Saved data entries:
=== Begin Enclosure ===

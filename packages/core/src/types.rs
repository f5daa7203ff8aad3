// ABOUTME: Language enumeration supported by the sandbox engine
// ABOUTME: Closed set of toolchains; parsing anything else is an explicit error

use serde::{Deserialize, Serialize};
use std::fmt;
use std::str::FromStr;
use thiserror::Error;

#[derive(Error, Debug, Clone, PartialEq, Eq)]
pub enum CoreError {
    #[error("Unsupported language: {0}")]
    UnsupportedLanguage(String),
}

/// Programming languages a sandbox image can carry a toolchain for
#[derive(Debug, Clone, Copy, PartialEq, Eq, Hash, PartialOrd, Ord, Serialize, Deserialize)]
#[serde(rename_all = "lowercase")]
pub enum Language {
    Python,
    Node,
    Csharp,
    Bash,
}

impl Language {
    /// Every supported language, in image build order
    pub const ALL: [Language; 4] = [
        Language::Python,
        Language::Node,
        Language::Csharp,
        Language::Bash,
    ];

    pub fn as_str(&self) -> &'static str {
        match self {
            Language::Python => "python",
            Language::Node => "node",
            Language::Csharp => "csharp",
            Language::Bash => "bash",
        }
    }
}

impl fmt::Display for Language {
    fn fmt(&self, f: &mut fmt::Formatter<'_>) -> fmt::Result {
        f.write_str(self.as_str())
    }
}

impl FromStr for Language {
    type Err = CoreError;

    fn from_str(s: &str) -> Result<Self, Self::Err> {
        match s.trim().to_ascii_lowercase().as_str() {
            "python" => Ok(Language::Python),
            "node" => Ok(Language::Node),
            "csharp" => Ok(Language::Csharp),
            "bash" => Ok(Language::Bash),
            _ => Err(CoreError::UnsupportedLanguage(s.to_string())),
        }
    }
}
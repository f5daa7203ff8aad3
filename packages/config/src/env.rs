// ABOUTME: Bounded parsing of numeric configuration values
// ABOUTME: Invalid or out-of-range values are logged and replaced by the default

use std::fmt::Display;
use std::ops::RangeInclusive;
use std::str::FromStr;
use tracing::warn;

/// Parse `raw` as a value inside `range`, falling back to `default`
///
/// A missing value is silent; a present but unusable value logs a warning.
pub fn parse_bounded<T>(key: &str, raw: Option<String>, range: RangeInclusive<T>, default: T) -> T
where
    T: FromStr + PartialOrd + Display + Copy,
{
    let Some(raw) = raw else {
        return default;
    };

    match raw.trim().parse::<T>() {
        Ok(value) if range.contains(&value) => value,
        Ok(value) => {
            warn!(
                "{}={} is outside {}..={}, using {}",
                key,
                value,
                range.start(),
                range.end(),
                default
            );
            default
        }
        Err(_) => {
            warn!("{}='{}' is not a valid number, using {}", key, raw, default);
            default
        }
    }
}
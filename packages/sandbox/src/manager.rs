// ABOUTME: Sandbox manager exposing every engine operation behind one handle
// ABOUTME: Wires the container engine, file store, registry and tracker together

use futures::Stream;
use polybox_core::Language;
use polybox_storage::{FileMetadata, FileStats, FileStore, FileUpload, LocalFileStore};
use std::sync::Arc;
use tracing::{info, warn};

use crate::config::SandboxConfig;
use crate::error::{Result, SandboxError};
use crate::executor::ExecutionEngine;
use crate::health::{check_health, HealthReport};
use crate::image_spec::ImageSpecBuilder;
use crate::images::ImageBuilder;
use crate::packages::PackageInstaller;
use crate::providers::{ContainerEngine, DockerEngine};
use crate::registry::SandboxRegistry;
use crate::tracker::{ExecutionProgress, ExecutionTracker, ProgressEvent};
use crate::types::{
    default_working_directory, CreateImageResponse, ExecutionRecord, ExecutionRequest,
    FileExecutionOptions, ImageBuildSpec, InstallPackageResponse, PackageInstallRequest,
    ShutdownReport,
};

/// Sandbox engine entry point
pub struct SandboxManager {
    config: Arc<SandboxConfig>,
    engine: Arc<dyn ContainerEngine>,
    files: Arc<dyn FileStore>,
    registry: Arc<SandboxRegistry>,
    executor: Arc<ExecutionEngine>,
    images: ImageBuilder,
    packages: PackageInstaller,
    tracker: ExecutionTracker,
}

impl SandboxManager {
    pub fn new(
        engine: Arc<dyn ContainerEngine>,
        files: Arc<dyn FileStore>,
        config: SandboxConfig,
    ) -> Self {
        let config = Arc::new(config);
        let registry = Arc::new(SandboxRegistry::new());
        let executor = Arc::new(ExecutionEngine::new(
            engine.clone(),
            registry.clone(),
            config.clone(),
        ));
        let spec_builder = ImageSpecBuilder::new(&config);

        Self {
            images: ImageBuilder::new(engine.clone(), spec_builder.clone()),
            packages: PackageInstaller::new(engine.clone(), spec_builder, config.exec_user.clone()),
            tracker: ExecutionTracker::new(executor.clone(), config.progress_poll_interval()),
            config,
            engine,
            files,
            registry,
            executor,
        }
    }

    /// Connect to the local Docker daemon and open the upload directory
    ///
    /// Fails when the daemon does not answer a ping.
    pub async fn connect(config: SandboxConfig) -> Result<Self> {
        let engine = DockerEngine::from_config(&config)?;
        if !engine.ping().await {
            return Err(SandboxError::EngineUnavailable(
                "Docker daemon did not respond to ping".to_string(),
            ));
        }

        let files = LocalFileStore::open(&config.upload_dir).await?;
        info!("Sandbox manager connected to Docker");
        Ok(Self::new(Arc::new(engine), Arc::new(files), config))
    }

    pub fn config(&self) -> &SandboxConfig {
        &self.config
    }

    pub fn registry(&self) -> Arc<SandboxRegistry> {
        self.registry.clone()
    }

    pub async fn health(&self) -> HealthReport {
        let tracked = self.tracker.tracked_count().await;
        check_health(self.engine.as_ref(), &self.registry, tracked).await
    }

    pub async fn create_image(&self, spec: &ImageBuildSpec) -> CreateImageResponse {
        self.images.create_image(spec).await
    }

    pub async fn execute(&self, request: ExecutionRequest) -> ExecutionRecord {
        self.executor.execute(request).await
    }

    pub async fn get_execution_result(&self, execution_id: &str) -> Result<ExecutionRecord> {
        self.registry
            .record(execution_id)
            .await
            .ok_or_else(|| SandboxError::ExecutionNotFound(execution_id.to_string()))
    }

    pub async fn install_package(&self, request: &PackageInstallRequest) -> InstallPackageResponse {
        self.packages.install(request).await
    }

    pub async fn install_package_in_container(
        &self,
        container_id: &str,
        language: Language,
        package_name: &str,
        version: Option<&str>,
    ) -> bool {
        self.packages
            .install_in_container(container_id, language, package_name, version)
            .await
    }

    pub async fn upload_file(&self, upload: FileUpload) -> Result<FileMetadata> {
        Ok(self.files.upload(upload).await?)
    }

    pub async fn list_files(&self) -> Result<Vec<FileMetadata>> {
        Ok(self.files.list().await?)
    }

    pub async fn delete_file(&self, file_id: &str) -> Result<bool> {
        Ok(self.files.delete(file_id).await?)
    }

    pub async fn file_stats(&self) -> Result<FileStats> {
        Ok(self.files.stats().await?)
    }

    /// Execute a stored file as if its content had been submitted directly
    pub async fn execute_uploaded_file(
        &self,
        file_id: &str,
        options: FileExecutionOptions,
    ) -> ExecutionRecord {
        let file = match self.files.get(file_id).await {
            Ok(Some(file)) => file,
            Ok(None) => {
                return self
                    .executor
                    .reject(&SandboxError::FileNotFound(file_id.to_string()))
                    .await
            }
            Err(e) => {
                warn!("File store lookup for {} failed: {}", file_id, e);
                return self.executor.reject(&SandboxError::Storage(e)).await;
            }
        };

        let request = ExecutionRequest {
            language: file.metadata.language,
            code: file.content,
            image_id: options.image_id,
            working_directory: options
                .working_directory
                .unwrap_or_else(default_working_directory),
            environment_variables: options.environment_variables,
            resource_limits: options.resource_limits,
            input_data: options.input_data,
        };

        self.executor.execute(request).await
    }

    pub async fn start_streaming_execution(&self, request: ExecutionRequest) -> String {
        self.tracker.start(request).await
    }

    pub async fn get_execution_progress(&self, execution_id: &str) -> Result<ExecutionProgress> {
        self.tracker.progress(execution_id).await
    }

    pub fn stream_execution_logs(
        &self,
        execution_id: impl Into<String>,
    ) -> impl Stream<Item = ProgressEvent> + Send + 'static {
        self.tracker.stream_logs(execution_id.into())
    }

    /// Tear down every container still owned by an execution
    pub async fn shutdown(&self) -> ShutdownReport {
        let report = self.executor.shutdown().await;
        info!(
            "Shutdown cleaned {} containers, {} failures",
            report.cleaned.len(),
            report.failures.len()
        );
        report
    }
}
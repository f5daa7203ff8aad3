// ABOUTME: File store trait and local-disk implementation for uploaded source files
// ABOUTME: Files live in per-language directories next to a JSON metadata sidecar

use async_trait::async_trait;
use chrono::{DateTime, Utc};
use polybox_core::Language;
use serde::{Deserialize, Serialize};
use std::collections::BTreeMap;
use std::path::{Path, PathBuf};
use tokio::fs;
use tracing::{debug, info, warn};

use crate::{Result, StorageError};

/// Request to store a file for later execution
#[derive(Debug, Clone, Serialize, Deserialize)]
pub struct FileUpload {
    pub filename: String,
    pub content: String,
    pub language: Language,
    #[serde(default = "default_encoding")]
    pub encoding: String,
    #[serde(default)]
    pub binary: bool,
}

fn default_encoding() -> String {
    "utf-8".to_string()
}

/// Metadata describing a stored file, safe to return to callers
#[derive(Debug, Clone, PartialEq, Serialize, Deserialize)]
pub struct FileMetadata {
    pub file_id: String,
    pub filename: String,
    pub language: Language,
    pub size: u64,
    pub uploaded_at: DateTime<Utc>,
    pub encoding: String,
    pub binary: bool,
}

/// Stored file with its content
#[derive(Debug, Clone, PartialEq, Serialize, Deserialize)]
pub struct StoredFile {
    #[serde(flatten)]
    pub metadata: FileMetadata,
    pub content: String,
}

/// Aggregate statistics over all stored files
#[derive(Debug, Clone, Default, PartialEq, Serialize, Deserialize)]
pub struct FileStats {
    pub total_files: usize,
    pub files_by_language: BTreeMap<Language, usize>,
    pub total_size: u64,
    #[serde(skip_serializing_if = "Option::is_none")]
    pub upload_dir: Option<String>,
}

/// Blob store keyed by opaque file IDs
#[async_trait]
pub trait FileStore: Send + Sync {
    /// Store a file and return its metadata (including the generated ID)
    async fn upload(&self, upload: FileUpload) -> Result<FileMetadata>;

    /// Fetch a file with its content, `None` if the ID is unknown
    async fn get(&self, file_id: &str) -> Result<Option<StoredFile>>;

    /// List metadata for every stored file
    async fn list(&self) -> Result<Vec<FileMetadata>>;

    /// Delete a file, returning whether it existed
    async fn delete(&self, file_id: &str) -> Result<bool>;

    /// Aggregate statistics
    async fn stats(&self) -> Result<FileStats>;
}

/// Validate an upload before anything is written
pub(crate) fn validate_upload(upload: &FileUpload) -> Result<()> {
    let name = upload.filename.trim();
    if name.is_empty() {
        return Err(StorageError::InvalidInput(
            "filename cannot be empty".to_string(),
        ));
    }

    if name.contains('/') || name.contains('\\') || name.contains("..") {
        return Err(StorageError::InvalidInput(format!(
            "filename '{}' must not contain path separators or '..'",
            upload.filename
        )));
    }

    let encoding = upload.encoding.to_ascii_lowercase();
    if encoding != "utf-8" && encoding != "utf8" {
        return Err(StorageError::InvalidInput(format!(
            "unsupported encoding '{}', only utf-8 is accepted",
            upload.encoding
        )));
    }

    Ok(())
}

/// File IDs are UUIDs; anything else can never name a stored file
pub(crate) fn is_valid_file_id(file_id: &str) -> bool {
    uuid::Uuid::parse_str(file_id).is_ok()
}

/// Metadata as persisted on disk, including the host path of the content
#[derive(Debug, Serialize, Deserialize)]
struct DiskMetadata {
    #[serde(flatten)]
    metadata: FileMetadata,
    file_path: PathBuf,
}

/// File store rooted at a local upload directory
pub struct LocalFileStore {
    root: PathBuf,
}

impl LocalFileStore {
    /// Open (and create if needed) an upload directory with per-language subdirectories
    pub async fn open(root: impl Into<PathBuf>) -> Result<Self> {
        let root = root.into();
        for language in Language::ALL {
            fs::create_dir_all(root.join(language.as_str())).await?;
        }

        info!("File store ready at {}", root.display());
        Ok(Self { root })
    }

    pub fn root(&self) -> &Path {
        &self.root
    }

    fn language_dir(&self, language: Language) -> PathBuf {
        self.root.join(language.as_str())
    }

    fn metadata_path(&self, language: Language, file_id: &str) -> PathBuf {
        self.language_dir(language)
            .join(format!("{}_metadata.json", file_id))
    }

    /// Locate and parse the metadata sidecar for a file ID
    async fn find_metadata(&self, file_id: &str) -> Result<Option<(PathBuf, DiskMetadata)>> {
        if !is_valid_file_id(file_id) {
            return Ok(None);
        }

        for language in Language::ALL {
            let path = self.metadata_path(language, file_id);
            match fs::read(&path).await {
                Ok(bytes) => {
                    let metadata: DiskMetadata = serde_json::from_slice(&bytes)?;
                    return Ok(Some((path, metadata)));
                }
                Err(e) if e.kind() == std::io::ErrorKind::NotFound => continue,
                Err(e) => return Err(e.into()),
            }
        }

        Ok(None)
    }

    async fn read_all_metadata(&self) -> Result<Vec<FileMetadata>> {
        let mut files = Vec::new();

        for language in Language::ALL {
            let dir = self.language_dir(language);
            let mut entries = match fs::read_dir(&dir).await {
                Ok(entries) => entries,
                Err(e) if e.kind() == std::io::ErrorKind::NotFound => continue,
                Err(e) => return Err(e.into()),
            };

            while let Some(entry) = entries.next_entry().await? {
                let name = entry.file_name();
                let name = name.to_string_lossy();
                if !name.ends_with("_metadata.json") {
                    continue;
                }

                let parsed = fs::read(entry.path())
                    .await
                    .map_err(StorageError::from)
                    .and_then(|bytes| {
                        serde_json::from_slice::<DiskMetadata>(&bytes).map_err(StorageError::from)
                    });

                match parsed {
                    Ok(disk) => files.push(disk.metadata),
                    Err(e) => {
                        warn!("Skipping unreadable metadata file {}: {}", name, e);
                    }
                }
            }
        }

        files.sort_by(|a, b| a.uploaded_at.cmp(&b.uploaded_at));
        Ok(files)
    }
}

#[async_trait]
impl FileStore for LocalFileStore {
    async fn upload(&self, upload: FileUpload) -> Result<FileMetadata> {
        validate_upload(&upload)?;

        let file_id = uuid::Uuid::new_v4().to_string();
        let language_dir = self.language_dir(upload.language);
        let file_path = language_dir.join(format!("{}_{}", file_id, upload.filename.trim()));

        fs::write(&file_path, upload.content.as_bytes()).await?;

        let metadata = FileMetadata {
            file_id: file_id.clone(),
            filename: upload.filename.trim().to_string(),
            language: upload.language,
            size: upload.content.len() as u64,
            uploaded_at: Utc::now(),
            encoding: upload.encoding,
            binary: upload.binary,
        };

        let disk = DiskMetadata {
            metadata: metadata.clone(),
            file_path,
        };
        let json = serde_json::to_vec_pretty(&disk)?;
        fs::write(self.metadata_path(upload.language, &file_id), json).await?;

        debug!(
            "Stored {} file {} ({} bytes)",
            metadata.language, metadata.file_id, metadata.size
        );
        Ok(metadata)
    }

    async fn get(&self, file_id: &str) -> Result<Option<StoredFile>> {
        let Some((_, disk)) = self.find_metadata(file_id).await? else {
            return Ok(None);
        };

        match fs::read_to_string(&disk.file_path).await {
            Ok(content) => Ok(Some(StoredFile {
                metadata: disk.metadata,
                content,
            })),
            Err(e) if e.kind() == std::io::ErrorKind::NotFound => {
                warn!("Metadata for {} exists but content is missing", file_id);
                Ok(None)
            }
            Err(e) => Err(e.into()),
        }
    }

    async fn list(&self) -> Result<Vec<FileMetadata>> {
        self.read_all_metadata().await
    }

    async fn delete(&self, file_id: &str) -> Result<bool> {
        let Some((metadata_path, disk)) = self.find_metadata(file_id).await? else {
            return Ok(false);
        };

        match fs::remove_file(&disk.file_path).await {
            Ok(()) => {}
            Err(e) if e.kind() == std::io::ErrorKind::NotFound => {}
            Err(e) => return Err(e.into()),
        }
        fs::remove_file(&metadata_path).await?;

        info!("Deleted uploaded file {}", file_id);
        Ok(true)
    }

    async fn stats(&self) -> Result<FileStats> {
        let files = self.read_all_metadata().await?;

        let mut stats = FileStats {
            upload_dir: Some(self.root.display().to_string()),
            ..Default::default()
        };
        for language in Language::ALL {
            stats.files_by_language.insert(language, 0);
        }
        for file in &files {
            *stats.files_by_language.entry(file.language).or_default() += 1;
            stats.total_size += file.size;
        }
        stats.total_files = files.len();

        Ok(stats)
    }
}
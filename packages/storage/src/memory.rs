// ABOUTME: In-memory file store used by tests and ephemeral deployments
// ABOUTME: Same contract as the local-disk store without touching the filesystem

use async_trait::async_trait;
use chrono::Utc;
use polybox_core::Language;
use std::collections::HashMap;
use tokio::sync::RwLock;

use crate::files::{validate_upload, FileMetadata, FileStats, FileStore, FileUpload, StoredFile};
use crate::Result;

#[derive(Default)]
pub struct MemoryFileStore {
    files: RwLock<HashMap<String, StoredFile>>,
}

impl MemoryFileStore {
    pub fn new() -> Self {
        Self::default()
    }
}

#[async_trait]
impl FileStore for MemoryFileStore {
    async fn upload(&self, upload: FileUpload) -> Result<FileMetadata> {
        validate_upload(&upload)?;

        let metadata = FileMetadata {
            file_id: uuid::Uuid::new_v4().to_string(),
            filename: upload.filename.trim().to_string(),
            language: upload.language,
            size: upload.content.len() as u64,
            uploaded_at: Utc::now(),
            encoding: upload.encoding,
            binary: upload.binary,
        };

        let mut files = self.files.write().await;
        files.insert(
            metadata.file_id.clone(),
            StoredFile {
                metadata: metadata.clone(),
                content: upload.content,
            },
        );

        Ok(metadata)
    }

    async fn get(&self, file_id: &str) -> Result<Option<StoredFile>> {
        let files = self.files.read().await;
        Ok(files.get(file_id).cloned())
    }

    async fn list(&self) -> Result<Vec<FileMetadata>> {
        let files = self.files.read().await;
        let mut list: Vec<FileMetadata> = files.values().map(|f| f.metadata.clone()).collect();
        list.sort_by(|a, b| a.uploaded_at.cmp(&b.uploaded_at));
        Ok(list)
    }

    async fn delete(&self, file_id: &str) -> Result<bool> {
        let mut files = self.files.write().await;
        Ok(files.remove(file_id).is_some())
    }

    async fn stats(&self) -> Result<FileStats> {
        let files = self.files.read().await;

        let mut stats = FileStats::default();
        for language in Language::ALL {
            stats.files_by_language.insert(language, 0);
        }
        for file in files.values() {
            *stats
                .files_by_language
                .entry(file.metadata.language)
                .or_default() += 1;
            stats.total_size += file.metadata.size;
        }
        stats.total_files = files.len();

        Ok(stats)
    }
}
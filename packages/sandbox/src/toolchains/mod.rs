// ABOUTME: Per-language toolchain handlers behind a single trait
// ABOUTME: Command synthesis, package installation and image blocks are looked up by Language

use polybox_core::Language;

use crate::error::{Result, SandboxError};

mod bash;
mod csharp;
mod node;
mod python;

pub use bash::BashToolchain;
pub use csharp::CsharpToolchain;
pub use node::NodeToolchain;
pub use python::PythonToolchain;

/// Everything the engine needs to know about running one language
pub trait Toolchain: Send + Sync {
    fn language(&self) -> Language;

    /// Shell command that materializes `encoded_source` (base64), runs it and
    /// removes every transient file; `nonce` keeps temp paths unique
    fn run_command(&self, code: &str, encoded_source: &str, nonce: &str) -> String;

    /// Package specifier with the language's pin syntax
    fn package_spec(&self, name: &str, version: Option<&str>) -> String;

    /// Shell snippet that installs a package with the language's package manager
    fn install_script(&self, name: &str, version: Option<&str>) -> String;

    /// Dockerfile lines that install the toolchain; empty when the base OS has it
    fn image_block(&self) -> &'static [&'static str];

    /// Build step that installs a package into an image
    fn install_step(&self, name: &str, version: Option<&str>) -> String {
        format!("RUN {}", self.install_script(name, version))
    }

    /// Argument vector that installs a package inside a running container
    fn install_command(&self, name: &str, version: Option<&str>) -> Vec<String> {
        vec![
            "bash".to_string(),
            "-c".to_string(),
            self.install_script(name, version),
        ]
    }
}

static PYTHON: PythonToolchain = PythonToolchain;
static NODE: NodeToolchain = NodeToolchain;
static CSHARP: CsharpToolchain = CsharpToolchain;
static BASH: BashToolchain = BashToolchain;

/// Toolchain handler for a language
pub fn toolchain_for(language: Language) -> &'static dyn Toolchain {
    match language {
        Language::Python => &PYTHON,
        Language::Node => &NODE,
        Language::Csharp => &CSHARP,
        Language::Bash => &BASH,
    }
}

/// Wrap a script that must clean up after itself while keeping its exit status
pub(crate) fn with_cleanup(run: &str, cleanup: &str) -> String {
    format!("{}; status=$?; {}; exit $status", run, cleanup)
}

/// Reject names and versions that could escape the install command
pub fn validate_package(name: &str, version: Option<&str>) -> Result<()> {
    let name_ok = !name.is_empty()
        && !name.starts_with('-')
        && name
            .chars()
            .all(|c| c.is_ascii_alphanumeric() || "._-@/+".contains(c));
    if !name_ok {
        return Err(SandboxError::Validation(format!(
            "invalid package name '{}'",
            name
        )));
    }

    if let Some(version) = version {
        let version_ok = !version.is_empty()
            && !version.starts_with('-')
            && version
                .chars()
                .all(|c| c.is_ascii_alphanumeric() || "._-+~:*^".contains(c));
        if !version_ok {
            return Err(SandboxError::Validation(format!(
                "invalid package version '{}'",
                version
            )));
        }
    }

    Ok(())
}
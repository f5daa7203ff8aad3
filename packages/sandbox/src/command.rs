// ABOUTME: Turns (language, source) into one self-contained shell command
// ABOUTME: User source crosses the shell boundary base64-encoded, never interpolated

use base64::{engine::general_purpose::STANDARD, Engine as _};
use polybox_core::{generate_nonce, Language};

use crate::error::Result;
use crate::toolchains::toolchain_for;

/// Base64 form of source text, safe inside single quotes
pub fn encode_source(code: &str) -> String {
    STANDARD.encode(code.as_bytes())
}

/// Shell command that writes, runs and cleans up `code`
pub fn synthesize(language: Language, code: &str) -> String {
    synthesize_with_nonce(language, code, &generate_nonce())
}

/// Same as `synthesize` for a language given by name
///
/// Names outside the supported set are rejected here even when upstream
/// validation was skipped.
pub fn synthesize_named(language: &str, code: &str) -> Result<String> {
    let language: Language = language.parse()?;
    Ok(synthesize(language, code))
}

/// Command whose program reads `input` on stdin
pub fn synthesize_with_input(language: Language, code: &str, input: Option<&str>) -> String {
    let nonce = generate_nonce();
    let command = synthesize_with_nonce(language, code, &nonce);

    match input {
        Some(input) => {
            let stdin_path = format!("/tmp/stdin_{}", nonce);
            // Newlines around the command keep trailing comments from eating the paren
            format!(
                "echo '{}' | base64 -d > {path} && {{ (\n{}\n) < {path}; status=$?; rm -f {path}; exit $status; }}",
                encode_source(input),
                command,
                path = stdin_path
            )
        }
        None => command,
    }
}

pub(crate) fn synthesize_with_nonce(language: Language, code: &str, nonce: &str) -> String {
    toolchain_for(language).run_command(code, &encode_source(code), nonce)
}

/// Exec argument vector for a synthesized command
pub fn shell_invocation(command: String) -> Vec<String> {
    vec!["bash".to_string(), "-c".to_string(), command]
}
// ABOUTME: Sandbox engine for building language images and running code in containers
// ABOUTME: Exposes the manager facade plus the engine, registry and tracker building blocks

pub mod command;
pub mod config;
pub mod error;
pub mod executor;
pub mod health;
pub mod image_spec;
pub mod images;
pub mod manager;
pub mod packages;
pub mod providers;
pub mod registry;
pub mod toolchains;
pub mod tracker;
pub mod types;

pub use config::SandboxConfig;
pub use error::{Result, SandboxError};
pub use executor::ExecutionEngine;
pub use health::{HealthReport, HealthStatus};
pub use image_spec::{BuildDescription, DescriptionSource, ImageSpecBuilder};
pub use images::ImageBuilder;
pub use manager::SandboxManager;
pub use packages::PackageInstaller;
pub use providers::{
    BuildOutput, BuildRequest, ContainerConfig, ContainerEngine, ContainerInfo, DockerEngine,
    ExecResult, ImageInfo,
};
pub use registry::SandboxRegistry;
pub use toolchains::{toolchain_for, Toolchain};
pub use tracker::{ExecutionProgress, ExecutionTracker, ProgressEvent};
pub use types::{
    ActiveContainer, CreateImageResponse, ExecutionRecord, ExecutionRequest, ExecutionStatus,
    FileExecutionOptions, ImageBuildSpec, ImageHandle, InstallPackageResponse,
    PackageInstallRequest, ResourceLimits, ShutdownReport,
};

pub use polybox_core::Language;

=== End Enclosure ===

Aim of the task: Only a number is expected here: the tally of lines above that contain "anything". Please write nothing more.

Solution for this task: 3